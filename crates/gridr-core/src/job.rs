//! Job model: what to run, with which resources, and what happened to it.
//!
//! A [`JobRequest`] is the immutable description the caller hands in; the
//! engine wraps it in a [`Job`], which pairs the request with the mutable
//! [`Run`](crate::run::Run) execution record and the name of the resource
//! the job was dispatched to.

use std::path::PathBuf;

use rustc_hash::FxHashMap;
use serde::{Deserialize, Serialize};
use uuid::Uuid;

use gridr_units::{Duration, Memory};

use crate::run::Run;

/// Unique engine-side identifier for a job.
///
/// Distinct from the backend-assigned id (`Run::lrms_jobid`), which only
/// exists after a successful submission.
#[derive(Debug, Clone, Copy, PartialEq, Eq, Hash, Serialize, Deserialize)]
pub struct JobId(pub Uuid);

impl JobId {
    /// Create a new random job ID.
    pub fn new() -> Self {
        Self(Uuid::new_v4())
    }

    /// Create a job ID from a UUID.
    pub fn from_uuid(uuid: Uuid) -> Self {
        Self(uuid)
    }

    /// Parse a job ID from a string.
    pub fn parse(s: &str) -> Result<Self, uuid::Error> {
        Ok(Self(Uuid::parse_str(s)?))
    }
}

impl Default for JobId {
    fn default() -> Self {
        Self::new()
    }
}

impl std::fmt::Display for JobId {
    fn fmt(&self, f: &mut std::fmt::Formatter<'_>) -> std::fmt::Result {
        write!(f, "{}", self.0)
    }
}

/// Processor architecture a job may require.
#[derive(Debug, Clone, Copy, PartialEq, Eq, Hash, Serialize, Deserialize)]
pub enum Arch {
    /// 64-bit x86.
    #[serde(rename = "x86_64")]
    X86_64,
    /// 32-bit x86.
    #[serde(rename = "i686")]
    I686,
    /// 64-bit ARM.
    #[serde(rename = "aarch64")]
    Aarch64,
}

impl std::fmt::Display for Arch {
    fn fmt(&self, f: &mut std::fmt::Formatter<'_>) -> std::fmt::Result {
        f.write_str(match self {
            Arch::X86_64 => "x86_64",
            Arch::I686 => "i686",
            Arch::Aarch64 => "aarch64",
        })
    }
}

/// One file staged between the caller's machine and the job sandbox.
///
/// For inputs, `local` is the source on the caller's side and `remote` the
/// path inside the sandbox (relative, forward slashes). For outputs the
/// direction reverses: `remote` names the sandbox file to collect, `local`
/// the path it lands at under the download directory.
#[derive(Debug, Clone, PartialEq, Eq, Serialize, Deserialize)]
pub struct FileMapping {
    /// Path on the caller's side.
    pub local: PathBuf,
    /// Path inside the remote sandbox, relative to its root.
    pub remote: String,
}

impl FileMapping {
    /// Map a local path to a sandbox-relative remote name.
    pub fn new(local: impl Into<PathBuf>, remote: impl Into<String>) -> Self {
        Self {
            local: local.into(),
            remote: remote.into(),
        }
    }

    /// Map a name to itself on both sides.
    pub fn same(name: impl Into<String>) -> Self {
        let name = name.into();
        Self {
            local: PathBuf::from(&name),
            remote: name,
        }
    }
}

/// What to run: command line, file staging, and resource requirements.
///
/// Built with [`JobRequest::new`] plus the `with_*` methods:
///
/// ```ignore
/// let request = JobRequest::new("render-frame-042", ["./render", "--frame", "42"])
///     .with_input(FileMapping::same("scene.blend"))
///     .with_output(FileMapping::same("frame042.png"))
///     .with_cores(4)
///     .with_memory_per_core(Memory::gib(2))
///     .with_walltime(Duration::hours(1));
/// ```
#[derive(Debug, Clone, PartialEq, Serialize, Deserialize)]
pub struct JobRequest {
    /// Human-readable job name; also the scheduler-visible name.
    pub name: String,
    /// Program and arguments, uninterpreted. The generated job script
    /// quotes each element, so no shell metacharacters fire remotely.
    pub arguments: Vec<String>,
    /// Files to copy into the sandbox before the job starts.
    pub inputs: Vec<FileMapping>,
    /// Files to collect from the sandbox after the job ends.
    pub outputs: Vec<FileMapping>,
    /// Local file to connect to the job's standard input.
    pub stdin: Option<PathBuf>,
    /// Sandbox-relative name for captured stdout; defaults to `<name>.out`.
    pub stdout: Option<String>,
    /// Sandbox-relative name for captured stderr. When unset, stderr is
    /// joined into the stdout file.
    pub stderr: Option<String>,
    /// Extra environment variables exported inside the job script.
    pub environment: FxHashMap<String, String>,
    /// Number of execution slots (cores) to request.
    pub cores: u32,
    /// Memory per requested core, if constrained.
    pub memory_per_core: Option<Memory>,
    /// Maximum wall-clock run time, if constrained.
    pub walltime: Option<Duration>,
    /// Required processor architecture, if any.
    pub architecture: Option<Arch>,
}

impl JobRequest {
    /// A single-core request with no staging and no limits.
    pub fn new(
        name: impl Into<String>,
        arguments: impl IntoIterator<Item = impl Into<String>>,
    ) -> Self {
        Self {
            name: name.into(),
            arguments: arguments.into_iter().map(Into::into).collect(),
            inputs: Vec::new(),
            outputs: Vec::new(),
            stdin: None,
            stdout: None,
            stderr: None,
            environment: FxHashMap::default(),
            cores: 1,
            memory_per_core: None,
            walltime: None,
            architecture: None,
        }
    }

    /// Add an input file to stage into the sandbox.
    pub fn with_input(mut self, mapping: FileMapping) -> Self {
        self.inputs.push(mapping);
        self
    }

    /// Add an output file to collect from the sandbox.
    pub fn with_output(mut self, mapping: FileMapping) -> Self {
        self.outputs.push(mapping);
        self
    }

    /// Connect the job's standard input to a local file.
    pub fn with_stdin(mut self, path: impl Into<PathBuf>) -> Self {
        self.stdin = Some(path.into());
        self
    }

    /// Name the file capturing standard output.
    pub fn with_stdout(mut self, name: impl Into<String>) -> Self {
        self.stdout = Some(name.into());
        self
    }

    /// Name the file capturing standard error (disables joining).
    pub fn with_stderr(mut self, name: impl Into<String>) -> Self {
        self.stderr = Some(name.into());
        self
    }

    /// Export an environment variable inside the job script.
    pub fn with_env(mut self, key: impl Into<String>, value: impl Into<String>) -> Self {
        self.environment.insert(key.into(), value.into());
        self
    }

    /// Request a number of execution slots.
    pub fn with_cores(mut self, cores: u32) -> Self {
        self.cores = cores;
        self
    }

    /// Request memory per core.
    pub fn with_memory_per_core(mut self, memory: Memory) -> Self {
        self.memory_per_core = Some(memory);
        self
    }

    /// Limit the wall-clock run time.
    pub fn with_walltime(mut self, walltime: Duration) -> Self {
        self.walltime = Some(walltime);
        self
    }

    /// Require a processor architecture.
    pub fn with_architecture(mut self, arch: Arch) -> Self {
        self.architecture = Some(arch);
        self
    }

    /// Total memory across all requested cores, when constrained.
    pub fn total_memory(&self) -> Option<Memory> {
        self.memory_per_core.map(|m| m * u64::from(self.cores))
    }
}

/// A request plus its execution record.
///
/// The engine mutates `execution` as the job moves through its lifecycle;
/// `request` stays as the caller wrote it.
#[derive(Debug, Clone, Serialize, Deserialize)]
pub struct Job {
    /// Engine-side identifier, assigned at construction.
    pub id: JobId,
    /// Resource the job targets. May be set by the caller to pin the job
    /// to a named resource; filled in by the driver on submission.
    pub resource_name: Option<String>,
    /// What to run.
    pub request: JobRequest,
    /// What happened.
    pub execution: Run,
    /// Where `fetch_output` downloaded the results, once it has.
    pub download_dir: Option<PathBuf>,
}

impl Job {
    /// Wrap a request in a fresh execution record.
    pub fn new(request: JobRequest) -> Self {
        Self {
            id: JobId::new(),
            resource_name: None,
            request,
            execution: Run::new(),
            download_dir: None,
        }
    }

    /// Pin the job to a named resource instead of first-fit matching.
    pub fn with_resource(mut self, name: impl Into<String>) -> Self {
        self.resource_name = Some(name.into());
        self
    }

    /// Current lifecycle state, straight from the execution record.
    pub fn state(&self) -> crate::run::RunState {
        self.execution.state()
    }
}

━━━━━━━━

**What is needed**: Among the lines above, some may hold the string "execution". State how many, giving the number alone.

**Answer box**: 10